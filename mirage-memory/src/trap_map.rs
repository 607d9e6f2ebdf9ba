// SPDX-FileCopyrightText: 2025 mirage contributors
// SPDX-License-Identifier: GPL-3.0-or-later

//! Registry of page traps and the fault-servicing state machine.
//!
//! Each trap covers one or more guest spans and carries a protection level.
//! A page's effective permission is the strongest protection among the traps
//! touching it. Servicing a fault walks those traps, invokes the matching
//! handler callback and lowers the trap's protection when it succeeds.

use std::collections::{BTreeMap, HashMap};
use std::sync::{Arc, Weak};

use bitflags::bitflags;

use mirage_common::memory::{TrapHandle, TrapHandler, TrapProtection};
use mirage_common::{align_down, align_up, GuestSpan, PAGE_SHIFT, PAGE_SIZE_U64};

bitflags! {
    /// Effective host permission of a guest page.
    #[derive(Debug, Clone, Copy, PartialEq, Eq, Hash)]
    pub struct MemoryPermission: u32 {
        const READ  = 1;
        const WRITE = 2;

        const READ_WRITE = Self::READ.bits() | Self::WRITE.bits();
        const NONE       = 0;
    }
}

impl std::fmt::Display for MemoryPermission {
    fn fmt(&self, f: &mut std::fmt::Formatter<'_>) -> std::fmt::Result {
        let r = if self.contains(Self::READ) { 'R' } else { '-' };
        let w = if self.contains(Self::WRITE) { 'W' } else { '-' };
        write!(f, "{r}{w}")
    }
}

impl From<TrapProtection> for MemoryPermission {
    fn from(protection: TrapProtection) -> Self {
        match protection {
            TrapProtection::None => Self::READ_WRITE,
            TrapProtection::WriteOnly => Self::READ,
            TrapProtection::ReadWrite => Self::NONE,
        }
    }
}

pub(crate) struct TrapEntry {
    pub regions: Vec<GuestSpan>,
    pub protection: TrapProtection,
    pub handler: Weak<dyn TrapHandler>,
}

/// Result of servicing a fault on one page.
pub(crate) enum FaultOutcome {
    /// Every trap on the page now permits the access.
    Allowed,
    /// A handler could not service the fault without blocking. The caller
    /// must drop the trap lock, run the handler's pre-access callback and
    /// retry.
    Retry(Arc<dyn TrapHandler>),
}

#[derive(Default)]
pub(crate) struct TrapMap {
    entries: BTreeMap<u64, TrapEntry>,
    /// Guest page number to the traps touching it.
    pages: HashMap<u64, Vec<u64>>,
    next_handle: u64,
}

impl TrapMap {
    pub fn insert(&mut self, regions: Vec<GuestSpan>, handler: Weak<dyn TrapHandler>) -> TrapHandle {
        self.next_handle += 1;
        let handle = self.next_handle;
        for page in pages_of(&regions) {
            self.pages.entry(page).or_default().push(handle);
        }
        self.entries.insert(
            handle,
            TrapEntry {
                regions,
                protection: TrapProtection::None,
                handler,
            },
        );
        TrapHandle(handle)
    }

    pub fn get_mut(&mut self, handle: TrapHandle) -> Option<&mut TrapEntry> {
        self.entries.get_mut(&handle.0)
    }

    pub fn get(&self, handle: TrapHandle) -> Option<&TrapEntry> {
        self.entries.get(&handle.0)
    }

    pub fn remove(&mut self, handle: TrapHandle) -> Option<TrapEntry> {
        let entry = self.entries.remove(&handle.0)?;
        for page in pages_of(&entry.regions) {
            if let Some(handles) = self.pages.get_mut(&page) {
                handles.retain(|&h| h != handle.0);
                if handles.is_empty() {
                    self.pages.remove(&page);
                }
            }
        }
        Some(entry)
    }

    pub fn len(&self) -> usize {
        self.entries.len()
    }

    /// Strongest protection among the traps touching `page`.
    pub fn protection_of_page(&self, page: u64) -> TrapProtection {
        self.pages
            .get(&page)
            .into_iter()
            .flatten()
            .filter_map(|h| self.entries.get(h))
            .map(|e| e.protection)
            .max()
            .unwrap_or(TrapProtection::None)
    }

    /// Service an access to `page`. Upgraded handlers are pushed onto
    /// `held` so they are only dropped once the caller releases the trap
    /// lock.
    pub fn service_fault(
        &mut self,
        page: u64,
        write: bool,
        held: &mut Vec<Arc<dyn TrapHandler>>,
    ) -> FaultOutcome {
        let Some(handles) = self.pages.get(&page).cloned() else {
            return FaultOutcome::Allowed;
        };

        for handle in handles {
            let Some(entry) = self.entries.get_mut(&handle) else {
                continue;
            };

            let faults = if write {
                entry.protection != TrapProtection::None
            } else {
                entry.protection == TrapProtection::ReadWrite
            };
            if !faults {
                continue;
            }

            let lowered = if write {
                TrapProtection::None
            } else {
                TrapProtection::WriteOnly
            };

            let Some(handler) = entry.handler.upgrade() else {
                entry.protection = lowered;
                continue;
            };
            held.push(handler.clone());

            let serviced = if write {
                handler.on_write_fault()
            } else {
                handler.on_read_fault()
            };
            if !serviced {
                log::trace!("trap {}: handler busy on page {:#X}, retrying", handle, page);
                return FaultOutcome::Retry(handler);
            }
            entry.protection = lowered;
        }

        FaultOutcome::Allowed
    }
}

/// Page numbers touched by any of `regions`.
pub(crate) fn pages_of(regions: &[GuestSpan]) -> impl Iterator<Item = u64> + '_ {
    regions.iter().flat_map(|r| {
        let first = align_down(r.addr, PAGE_SIZE_U64) >> PAGE_SHIFT;
        let last = align_up(r.end(), PAGE_SIZE_U64) >> PAGE_SHIFT;
        first..last
    })
}

#[cfg(test)]
mod tests {
    use super::*;
    use std::sync::atomic::{AtomicBool, AtomicUsize, Ordering};

    struct CountingHandler {
        reads: AtomicUsize,
        writes: AtomicUsize,
        busy: AtomicBool,
    }

    impl CountingHandler {
        fn new() -> Arc<Self> {
            Arc::new(Self {
                reads: AtomicUsize::new(0),
                writes: AtomicUsize::new(0),
                busy: AtomicBool::new(false),
            })
        }
    }

    impl TrapHandler for CountingHandler {
        fn on_pre_access(&self) {
            self.busy.store(false, Ordering::SeqCst);
        }

        fn on_read_fault(&self) -> bool {
            self.reads.fetch_add(1, Ordering::SeqCst);
            !self.busy.load(Ordering::SeqCst)
        }

        fn on_write_fault(&self) -> bool {
            self.writes.fetch_add(1, Ordering::SeqCst);
            !self.busy.load(Ordering::SeqCst)
        }
    }

    fn weak_of(handler: &Arc<CountingHandler>) -> Weak<dyn TrapHandler> {
        let handler: Arc<dyn TrapHandler> = handler.clone();
        Arc::downgrade(&handler)
    }

    #[test]
    fn test_read_fault_lowers_to_write_only() {
        let handler = CountingHandler::new();
        let mut map = TrapMap::default();
        let handle = map.insert(vec![GuestSpan::new(0x1000, 0x1000)], weak_of(&handler));
        map.get_mut(handle).unwrap().protection = TrapProtection::ReadWrite;

        let mut held = Vec::new();
        assert!(matches!(map.service_fault(1, false, &mut held), FaultOutcome::Allowed));
        assert_eq!(handler.reads.load(Ordering::SeqCst), 1);
        assert_eq!(map.protection_of_page(1), TrapProtection::WriteOnly);

        // A second read no longer faults.
        assert!(matches!(map.service_fault(1, false, &mut held), FaultOutcome::Allowed));
        assert_eq!(handler.reads.load(Ordering::SeqCst), 1);
    }

    #[test]
    fn test_write_fault_clears_protection() {
        let handler = CountingHandler::new();
        let mut map = TrapMap::default();
        let handle = map.insert(vec![GuestSpan::new(0x1000, 0x2000)], weak_of(&handler));
        map.get_mut(handle).unwrap().protection = TrapProtection::WriteOnly;

        let mut held = Vec::new();
        assert!(matches!(map.service_fault(2, true, &mut held), FaultOutcome::Allowed));
        assert_eq!(handler.writes.load(Ordering::SeqCst), 1);
        assert_eq!(map.protection_of_page(1), TrapProtection::None);
        assert_eq!(map.protection_of_page(2), TrapProtection::None);
    }

    #[test]
    fn test_busy_handler_requests_retry() {
        let handler = CountingHandler::new();
        handler.busy.store(true, Ordering::SeqCst);
        let mut map = TrapMap::default();
        let handle = map.insert(vec![GuestSpan::new(0x1000, 0x1000)], weak_of(&handler));
        map.get_mut(handle).unwrap().protection = TrapProtection::WriteOnly;

        let mut held = Vec::new();
        match map.service_fault(1, true, &mut held) {
            FaultOutcome::Retry(h) => h.on_pre_access(),
            FaultOutcome::Allowed => panic!("busy handler should not allow the write"),
        }
        assert_eq!(map.protection_of_page(1), TrapProtection::WriteOnly);
        assert!(matches!(map.service_fault(1, true, &mut held), FaultOutcome::Allowed));
    }

    #[test]
    fn test_dead_handler_allows_access() {
        let handler = CountingHandler::new();
        let mut map = TrapMap::default();
        let handle = map.insert(vec![GuestSpan::new(0x1000, 0x1000)], weak_of(&handler));
        map.get_mut(handle).unwrap().protection = TrapProtection::ReadWrite;
        drop(handler);

        let mut held = Vec::new();
        assert!(matches!(map.service_fault(1, true, &mut held), FaultOutcome::Allowed));
        assert!(held.is_empty());
    }

    #[test]
    fn test_remove_drops_page_index() {
        let handler = CountingHandler::new();
        let mut map = TrapMap::default();
        let handle = map.insert(vec![GuestSpan::new(0x1800, 0x1000)], weak_of(&handler));
        map.get_mut(handle).unwrap().protection = TrapProtection::ReadWrite;
        assert_eq!(map.protection_of_page(2), TrapProtection::ReadWrite);

        assert!(map.remove(handle).is_some());
        assert_eq!(map.len(), 0);
        assert_eq!(map.protection_of_page(1), TrapProtection::None);
        assert_eq!(map.protection_of_page(2), TrapProtection::None);
    }

    #[test]
    fn test_permission_display() {
        assert_eq!(MemoryPermission::from(TrapProtection::None).to_string(), "RW");
        assert_eq!(MemoryPermission::from(TrapProtection::WriteOnly).to_string(), "R-");
        assert_eq!(MemoryPermission::from(TrapProtection::ReadWrite).to_string(), "--");
    }
}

→ WORK REQUIRED: Restate, word for word and with nothing added, the lines from the first line of the listing through the one where "invokes the matching" stands.

→ REPLY TO THE EXERCISE:
filename mirage-memory/src/trap_map.rs
repository 607d9e6f2ebdf9ba
// SPDX-FileCopyrightText: 2025 mirage contributors
// SPDX-License-Identifier: GPL-3.0-or-later

//! Registry of page traps and the fault-servicing state machine.
//!
//! Each trap covers one or more guest spans and carries a protection level.
//! A page's effective permission is the strongest protection among the traps
//! touching it. Servicing a fault walks those traps, invokes the matching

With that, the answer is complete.